TASK TO CARRY OUT - Your answer must be every line of the data below that holds the string "force", copied exactly.

── EXTRACTED DATA

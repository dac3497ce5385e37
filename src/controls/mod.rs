//! Control model of the gamepad surface
//!
//! Each control type owns its state and its input → state algorithm. Handlers
//! never talk to the haptic mixer or the host themselves: they return a
//! [`Response`] describing whether the state changed and which vibrations they
//! want, and the layout applies it.
//!
//! ```text
//! Touch ──► Control::touch ──► Response { changed, haptics }
//!                                  │            │
//!                             state frame   mixer / actuator
//! ```

pub mod analog;
pub mod button;
pub mod dpad;
pub mod joystick;
pub mod knob;
pub mod mnemonic;
pub mod motion;

pub use analog::{AnalogButton, InputMode, Pedal};
pub use button::Button;
pub use dpad::DPad;
pub use joystick::Joystick;
pub use knob::Knob;
pub use mnemonic::{ControlType, MotionAxis, PedalKind};
pub use motion::{Motion, SensorFeed, SensorState};

use crate::config::{DPadSettings, HapticSettings};
use crate::error::MnemonicError;
use crate::geometry::{Geometry, Rect, Shape};
use crate::haptics::{millis, VibrationPattern};
use serde::{Deserialize, Serialize};
use std::fmt;
use std::time::Duration;

/// Lowest value an analog control reports while touched.
pub const TRUNCATE_MIN: f64 = 0.000001;
/// Highest value an analog control reports. Reaching it exactly means saturation.
pub const TRUNCATE_MAX: f64 = 0.999999;

/// Clamps into `[TRUNCATE_MIN, TRUNCATE_MAX]`, so 0 and 1 are never produced.
///
/// NaN, from a degenerate pressure range, maps to `TRUNCATE_MIN`.
pub fn truncate(value: f64) -> f64 {
    if value.is_nan() || value < TRUNCATE_MIN {
        TRUNCATE_MIN
    } else if value > TRUNCATE_MAX {
        TRUNCATE_MAX
    } else {
        value
    }
}

/// `floor(256 * v)` as a byte.
pub fn quantize(value: f64) -> u8 {
    (256.0 * value).floor().clamp(0.0, 255.0) as u8
}

/// One finger on the screen, in page coordinates.
#[derive(Clone, Copy, Debug, Default, PartialEq, Serialize, Deserialize)]
pub struct Touch {
    pub x: f64,
    pub y: f64,
    /// Normalized pressure in `[0, 1]`, when the screen reports it.
    #[serde(default)]
    pub force: f64,
}

impl Touch {
    pub const fn at(x: f64, y: f64) -> Self {
        Self { x, y, force: 0.0 }
    }

    pub const fn pressed(x: f64, y: f64, force: f64) -> Self {
        Self { x, y, force }
    }
}

#[derive(Clone, Copy, Debug, PartialEq, Eq, Hash, Serialize, Deserialize)]
#[serde(rename_all = "lowercase")]
pub enum TouchPhase {
    Start,
    Move,
    End,
    Cancel,
}

/// Vibration wish of a handler.
#[derive(Clone, Debug, PartialEq)]
pub enum Haptic {
    /// Fire once, immediately.
    Pulse(Duration),
    /// Repeat through the mixer until cancelled.
    Repeat(VibrationPattern),
    /// Cancel this control's repeating vibration.
    Cancel,
}

/// Outcome of one input event on one control.
#[derive(Clone, Debug, Default, PartialEq)]
pub struct Response {
    /// The control asks for a state frame to be sent.
    pub changed: bool,
    pub haptics: Vec<Haptic>,
}

impl Response {
    pub fn unchanged() -> Self {
        Self::default()
    }

    pub fn changed() -> Self {
        Self {
            changed: true,
            haptics: Vec::new(),
        }
    }

    pub fn pulse(mut self, ms: f64) -> Self {
        self.haptics.push(Haptic::Pulse(millis(ms)));
        self
    }

    pub fn repeat(mut self, pattern: VibrationPattern) -> Self {
        self.haptics.push(Haptic::Repeat(pattern));
        self
    }

    pub fn cancel(mut self) -> Self {
        self.haptics.push(Haptic::Cancel);
        self
    }

    /// Appends the effects of a handler that ran after this one.
    pub fn then(mut self, other: Response) -> Self {
        self.changed |= other.changed;
        self.haptics.extend(other.haptics);
        self
    }
}

/// Contribution of a control to the state frame.
#[derive(Clone, Copy, Debug, PartialEq, Eq)]
pub enum Encoded {
    /// Single quantized axis.
    Byte(u8),
    /// Two quantized axes.
    Pair(u8, u8),
    /// Digital button.
    Flag(bool),
    /// D-pad directions (up, left, down, right), sent as text bits.
    Bits([u8; 4]),
}

impl fmt::Display for Encoded {
    fn fmt(&self, f: &mut fmt::Formatter<'_>) -> fmt::Result {
        match self {
            Encoded::Byte(v) => write!(f, "{}", v),
            Encoded::Pair(x, y) => write!(f, "{},{}", x, y),
            Encoded::Flag(pressed) => write!(f, "{}", u8::from(*pressed)),
            Encoded::Bits([up, left, down, right]) => {
                write!(f, "{},{},{},{}", up, left, down, right)
            }
        }
    }
}

/// Type-specific state of a control.
#[derive(Clone, Debug, PartialEq)]
pub enum ControlKind {
    Joystick(Joystick),
    Motion(Motion),
    Pedal(Pedal),
    AnalogButton(AnalogButton),
    Knob(Knob),
    Button(Button),
    DPad(DPad),
}

/// A control placed in the layout.
#[derive(Clone, Debug, PartialEq)]
pub struct Control {
    id: String,
    geometry: Geometry,
    kind: ControlKind,
}

impl Control {
    /// Builds the control named by `id`, validating the mnemonic.
    pub fn from_mnemonic(id: &str, mode: InputMode) -> Result<Self, MnemonicError> {
        let control_type = ControlType::resolve(id)?;
        Ok(Self::new(id, control_type, mode))
    }

    pub fn new(id: &str, control_type: ControlType, mode: InputMode) -> Self {
        let kind = match control_type {
            ControlType::Joystick { locking } => ControlKind::Joystick(Joystick::new(locking)),
            ControlType::Motion(axis) => ControlKind::Motion(Motion::new(axis)),
            ControlType::Pedal(kind) => ControlKind::Pedal(Pedal::new(kind, mode)),
            ControlType::AnalogButton => ControlKind::AnalogButton(AnalogButton::new(mode)),
            ControlType::Knob => ControlKind::Knob(Knob::new()),
            ControlType::Button => ControlKind::Button(Button::new()),
            ControlType::DPad => ControlKind::DPad(DPad::new()),
        };

        Self {
            id: id.to_string(),
            geometry: Geometry::default(),
            kind,
        }
    }

    pub fn id(&self) -> &str {
        &self.id
    }

    pub fn kind(&self) -> &ControlKind {
        &self.kind
    }

    pub fn geometry(&self) -> &Geometry {
        &self.geometry
    }

    pub fn shape(&self) -> Shape {
        match self.kind {
            ControlKind::Knob(_) => Shape::Square,
            _ => Shape::Rectangle,
        }
    }

    /// Analog axes this control adds to the gamepad.
    pub fn axes(&self) -> usize {
        match self.kind {
            ControlKind::Joystick(_) => 2,
            ControlKind::Motion(_)
            | ControlKind::Pedal(_)
            | ControlKind::AnalogButton(_)
            | ControlKind::Knob(_) => 1,
            ControlKind::Button(_) | ControlKind::DPad(_) => 0,
        }
    }

    /// Digital buttons this control adds to the gamepad.
    pub fn buttons(&self) -> usize {
        match self.kind {
            ControlKind::Button(_) => 1,
            ControlKind::DPad(_) => 4,
            _ => 0,
        }
    }

    /// Binds the control to its on-screen rectangle. Called again on every resize.
    pub fn attach(&mut self, rect: Rect, dpad: &DPadSettings) {
        self.geometry = Geometry::resolve(rect, self.shape());
        match &mut self.kind {
            ControlKind::AnalogButton(button) => button.attach(&self.geometry),
            ControlKind::Knob(knob) => knob.attach(),
            ControlKind::DPad(pad) => pad.attach(&self.geometry, dpad),
            _ => {}
        }
    }

    /// Feeds one touch event. `touches` are the fingers currently on this control.
    pub fn touch(
        &mut self,
        phase: TouchPhase,
        touches: &[Touch],
        haptics: &HapticSettings,
    ) -> Response {
        let geometry = &self.geometry;
        match (&mut self.kind, phase) {
            (ControlKind::Joystick(stick), TouchPhase::Start) => {
                primary(touches, |t| stick.touch_start(geometry, t, haptics))
            }
            (ControlKind::Joystick(stick), TouchPhase::Move) => {
                primary(touches, |t| stick.touch_move(geometry, t, haptics))
            }
            (ControlKind::Joystick(stick), _) => stick.touch_end(),

            (ControlKind::Pedal(pedal), TouchPhase::Start) => {
                primary(touches, |t| pedal.touch_start(geometry, t, haptics))
            }
            (ControlKind::Pedal(pedal), TouchPhase::Move) => {
                primary(touches, |t| pedal.touch_move(geometry, t, haptics))
            }
            (ControlKind::Pedal(pedal), _) => pedal.touch_end(),

            (ControlKind::AnalogButton(button), TouchPhase::Start) => {
                primary(touches, |t| button.touch_start(geometry, t, haptics))
            }
            (ControlKind::AnalogButton(button), TouchPhase::Move) => {
                primary(touches, |t| button.touch_move(geometry, t))
            }
            (ControlKind::AnalogButton(button), _) => button.touch_end(),

            (ControlKind::Knob(knob), TouchPhase::Start) => {
                primary(touches, |t| knob.touch_start(geometry, t, haptics))
            }
            (ControlKind::Knob(knob), TouchPhase::Move) => {
                primary(touches, |t| knob.touch_move(geometry, t, haptics))
            }
            (ControlKind::Knob(knob), _) => knob.touch_end(),

            (ControlKind::Button(button), TouchPhase::Start) => button.touch_start(haptics),
            (ControlKind::Button(_), TouchPhase::Move) => Response::unchanged(),
            (ControlKind::Button(button), _) => button.touch_end(),

            (ControlKind::DPad(pad), TouchPhase::Start | TouchPhase::Move) => {
                pad.touch_move(touches, haptics)
            }
            (ControlKind::DPad(pad), _) => pad.touch_end(),

            // Motion controls are driven by the sensor feeds only.
            (ControlKind::Motion(_), _) => Response::unchanged(),
        }
    }

    /// Current contribution to the state frame.
    pub fn encode(&self, sensors: &SensorState) -> Encoded {
        match &self.kind {
            ControlKind::Joystick(stick) => stick.encode(),
            ControlKind::Motion(motion) => motion.encode(sensors),
            ControlKind::Pedal(pedal) => pedal.encode(),
            ControlKind::AnalogButton(button) => button.encode(),
            ControlKind::Knob(knob) => knob.encode(),
            ControlKind::Button(button) => button.encode(),
            ControlKind::DPad(pad) => pad.encode(),
        }
    }
}

/// Runs `handler` with the first touch, or does nothing when there is none.
fn primary(touches: &[Touch], handler: impl FnOnce(&Touch) -> Response) -> Response {
    touches.first().map(handler).unwrap_or_default()
}

#[cfg(test)]
mod tests {
    use super::*;

    #[test]
    fn test_truncate_reserves_extremes() {
        assert_eq!(truncate(0.0), TRUNCATE_MIN);
        assert_eq!(truncate(-3.0), TRUNCATE_MIN);
        assert_eq!(truncate(1.0), TRUNCATE_MAX);
        assert_eq!(truncate(7.5), TRUNCATE_MAX);
        assert_eq!(truncate(0.5), 0.5);
        assert_eq!(truncate(f64::NAN), TRUNCATE_MIN);
        assert_eq!(truncate(f64::INFINITY), TRUNCATE_MAX);
        assert_eq!(truncate(f64::NEG_INFINITY), TRUNCATE_MIN);
    }

    #[test]
    fn test_quantize_bounds() {
        assert_eq!(quantize(0.0), 0);
        assert_eq!(quantize(TRUNCATE_MIN), 0);
        assert_eq!(quantize(0.5), 128);
        assert_eq!(quantize(TRUNCATE_MAX), 255);
        assert_eq!(quantize(1.4), 255);
        assert_eq!(quantize(-0.2), 0);
    }

    #[test]
    fn test_encoded_display() {
        assert_eq!(Encoded::Pair(128, 128).to_string(), "128,128");
        assert_eq!(Encoded::Flag(true).to_string(), "1");
        assert_eq!(Encoded::Bits([1, 0, 0, 1]).to_string(), "1,0,0,1");
        assert_eq!(Encoded::Byte(7).to_string(), "7");
    }

    #[test]
    fn test_counters_per_type() {
        let mode = InputMode::Position;
        let stick = Control::from_mnemonic("j1", mode).unwrap();
        let pad = Control::from_mnemonic("dp", mode).unwrap();
        let knob = Control::from_mnemonic("k1", mode).unwrap();
        assert_eq!((stick.axes(), stick.buttons()), (2, 0));
        assert_eq!((pad.axes(), pad.buttons()), (0, 4));
        assert_eq!((knob.axes(), knob.buttons()), (1, 0));
        assert_eq!(knob.shape(), Shape::Square);
    }

    #[test]
    fn test_pedal_keeps_its_kind() {
        let brake = Control::from_mnemonic("pb", InputMode::Position).unwrap();
        match brake.kind() {
            ControlKind::Pedal(pedal) => assert_eq!(pedal.kind(), PedalKind::Brake),
            other => panic!("unexpected kind {:?}", other),
        }
    }

    #[test]
    fn test_touch_without_fingers_is_ignored() {
        let mut stick = Control::from_mnemonic("j1", InputMode::Position).unwrap();
        stick.attach(Rect::new(0.0, 0.0, 100.0, 100.0), &DPadSettings::default());
        let response = stick.touch(TouchPhase::Move, &[], &HapticSettings::default());
        assert_eq!(response, Response::unchanged());
    }
}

────

EXERCISE ANSWER -
    pub force: f64,
        Self { x, y, force: 0.0 }
    pub const fn pressed(x: f64, y: f64, force: f64) -> Self {
        Self { x, y, force }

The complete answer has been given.